• [TASK REQUIREMENTS] Report all lines of the data below that hold the word "reload".

• [DATA FOR PROCESSING]
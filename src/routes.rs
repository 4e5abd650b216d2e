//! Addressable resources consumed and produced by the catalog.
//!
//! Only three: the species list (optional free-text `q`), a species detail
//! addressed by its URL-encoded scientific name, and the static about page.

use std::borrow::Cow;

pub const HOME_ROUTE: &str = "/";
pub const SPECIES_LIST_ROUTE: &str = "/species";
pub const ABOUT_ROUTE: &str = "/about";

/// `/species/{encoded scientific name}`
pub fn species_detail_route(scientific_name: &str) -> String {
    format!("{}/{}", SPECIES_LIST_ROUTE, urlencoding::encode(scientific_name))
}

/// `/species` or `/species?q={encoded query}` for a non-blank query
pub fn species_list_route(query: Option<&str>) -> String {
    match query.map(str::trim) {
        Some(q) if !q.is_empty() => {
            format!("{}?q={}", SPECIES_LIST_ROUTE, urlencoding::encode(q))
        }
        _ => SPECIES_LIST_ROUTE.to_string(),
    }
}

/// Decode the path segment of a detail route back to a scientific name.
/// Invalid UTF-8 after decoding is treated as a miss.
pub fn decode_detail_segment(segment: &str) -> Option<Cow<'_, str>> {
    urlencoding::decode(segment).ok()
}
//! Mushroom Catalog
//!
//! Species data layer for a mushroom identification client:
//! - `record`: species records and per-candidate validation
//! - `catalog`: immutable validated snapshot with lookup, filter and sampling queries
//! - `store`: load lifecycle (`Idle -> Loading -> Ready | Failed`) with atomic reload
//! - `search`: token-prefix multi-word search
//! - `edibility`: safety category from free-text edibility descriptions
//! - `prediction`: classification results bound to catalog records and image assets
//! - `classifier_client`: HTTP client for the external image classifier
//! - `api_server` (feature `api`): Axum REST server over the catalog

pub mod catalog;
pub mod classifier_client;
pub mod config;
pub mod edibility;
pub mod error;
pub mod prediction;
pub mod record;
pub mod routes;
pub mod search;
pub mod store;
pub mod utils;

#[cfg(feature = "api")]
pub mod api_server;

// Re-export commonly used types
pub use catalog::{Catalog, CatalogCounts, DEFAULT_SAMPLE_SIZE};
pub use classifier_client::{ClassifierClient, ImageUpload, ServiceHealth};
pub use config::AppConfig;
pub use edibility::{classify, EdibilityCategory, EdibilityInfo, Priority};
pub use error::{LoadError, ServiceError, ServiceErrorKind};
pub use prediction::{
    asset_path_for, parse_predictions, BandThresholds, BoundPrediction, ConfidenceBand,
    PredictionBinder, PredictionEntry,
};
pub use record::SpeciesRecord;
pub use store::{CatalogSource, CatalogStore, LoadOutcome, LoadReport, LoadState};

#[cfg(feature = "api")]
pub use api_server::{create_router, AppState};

...

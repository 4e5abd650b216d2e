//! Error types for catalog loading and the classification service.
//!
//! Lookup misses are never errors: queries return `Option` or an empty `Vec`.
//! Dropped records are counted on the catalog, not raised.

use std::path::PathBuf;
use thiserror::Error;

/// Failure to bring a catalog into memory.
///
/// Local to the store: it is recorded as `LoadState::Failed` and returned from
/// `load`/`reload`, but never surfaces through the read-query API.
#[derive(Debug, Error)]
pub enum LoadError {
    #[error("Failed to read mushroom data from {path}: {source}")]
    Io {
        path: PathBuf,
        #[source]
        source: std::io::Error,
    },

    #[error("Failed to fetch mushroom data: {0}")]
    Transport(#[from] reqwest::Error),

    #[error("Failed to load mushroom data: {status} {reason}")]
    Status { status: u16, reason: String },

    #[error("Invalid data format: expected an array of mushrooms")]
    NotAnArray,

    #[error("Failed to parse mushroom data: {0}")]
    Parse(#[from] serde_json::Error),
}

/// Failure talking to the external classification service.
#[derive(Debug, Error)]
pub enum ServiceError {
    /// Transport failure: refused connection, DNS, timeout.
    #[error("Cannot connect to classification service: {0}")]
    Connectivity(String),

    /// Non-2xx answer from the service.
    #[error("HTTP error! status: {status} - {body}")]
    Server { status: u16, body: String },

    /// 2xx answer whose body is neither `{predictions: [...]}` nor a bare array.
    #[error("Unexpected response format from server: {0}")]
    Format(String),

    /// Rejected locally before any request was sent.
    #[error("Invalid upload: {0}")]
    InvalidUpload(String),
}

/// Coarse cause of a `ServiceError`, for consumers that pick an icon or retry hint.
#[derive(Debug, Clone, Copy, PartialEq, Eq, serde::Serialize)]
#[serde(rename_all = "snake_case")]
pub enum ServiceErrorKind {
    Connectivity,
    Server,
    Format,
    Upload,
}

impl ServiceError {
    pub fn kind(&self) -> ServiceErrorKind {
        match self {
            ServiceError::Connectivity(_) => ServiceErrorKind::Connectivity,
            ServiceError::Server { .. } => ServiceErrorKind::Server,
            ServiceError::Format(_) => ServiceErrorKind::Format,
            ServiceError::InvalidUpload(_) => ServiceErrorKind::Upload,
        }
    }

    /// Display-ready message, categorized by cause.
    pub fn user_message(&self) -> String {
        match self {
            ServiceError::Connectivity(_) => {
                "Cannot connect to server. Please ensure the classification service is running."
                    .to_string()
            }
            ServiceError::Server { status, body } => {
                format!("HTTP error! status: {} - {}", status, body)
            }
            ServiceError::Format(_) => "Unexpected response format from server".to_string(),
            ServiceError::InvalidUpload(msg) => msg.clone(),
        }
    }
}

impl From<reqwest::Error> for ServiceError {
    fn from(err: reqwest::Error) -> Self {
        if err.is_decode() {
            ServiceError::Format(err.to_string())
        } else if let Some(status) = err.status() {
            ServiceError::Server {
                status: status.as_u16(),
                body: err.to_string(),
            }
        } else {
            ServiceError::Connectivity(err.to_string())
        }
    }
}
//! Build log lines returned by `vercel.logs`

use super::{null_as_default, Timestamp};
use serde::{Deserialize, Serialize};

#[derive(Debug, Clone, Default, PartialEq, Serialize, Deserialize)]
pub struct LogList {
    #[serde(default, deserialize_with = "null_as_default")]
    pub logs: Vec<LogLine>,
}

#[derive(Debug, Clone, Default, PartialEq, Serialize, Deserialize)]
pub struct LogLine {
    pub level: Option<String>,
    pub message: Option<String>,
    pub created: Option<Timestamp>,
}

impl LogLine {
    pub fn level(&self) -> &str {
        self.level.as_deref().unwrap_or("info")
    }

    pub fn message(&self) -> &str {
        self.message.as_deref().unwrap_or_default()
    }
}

--

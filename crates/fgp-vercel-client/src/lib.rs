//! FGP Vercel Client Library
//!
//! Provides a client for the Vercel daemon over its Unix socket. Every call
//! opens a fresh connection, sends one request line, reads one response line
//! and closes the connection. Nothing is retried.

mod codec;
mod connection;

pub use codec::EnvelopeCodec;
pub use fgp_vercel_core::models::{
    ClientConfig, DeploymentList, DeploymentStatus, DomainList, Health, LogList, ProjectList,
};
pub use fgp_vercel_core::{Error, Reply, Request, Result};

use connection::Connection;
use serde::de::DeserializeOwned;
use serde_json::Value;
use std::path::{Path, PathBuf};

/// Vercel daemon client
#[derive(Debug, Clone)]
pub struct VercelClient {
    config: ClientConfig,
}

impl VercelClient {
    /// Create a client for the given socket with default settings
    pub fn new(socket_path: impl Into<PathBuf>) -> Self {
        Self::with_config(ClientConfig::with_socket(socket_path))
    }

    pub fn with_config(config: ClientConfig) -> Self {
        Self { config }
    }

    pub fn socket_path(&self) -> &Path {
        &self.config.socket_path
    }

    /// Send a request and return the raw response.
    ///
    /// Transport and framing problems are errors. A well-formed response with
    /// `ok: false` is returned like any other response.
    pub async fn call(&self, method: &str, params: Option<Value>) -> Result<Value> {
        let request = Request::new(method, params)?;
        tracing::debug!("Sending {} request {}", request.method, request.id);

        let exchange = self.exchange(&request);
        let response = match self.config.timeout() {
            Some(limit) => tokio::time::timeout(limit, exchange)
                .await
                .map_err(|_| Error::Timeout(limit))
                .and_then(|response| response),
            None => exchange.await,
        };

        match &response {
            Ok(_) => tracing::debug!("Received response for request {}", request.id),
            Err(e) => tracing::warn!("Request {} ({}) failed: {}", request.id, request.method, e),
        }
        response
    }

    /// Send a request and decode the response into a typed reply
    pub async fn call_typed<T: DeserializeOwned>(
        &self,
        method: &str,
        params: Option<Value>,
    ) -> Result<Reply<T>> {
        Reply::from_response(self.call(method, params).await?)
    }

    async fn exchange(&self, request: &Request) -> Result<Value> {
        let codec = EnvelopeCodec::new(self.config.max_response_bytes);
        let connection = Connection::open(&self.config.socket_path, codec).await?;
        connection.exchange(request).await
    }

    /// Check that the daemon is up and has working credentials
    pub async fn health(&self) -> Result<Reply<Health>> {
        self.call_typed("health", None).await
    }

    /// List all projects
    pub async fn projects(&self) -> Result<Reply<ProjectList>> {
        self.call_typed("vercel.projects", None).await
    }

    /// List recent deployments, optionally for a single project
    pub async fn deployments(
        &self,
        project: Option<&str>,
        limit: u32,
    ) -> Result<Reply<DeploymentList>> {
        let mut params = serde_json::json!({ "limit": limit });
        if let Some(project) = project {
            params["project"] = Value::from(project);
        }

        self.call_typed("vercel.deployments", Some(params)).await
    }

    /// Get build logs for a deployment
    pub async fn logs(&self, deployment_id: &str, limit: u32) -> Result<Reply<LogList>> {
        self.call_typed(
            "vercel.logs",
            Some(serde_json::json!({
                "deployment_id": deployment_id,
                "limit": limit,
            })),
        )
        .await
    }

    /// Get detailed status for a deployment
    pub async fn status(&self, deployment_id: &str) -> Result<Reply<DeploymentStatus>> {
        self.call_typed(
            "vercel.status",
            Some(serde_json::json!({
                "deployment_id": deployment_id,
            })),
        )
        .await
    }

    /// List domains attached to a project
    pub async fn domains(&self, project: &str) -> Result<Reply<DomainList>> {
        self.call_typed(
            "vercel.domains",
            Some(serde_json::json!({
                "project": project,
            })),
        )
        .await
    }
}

• [SOLUTION TO THIS PROBLEM]
//! - `store`: load lifecycle (`Idle -> Loading -> Ready | Failed`) with atomic reload
/// `load`/`reload`, but never surfaces through the read-query API.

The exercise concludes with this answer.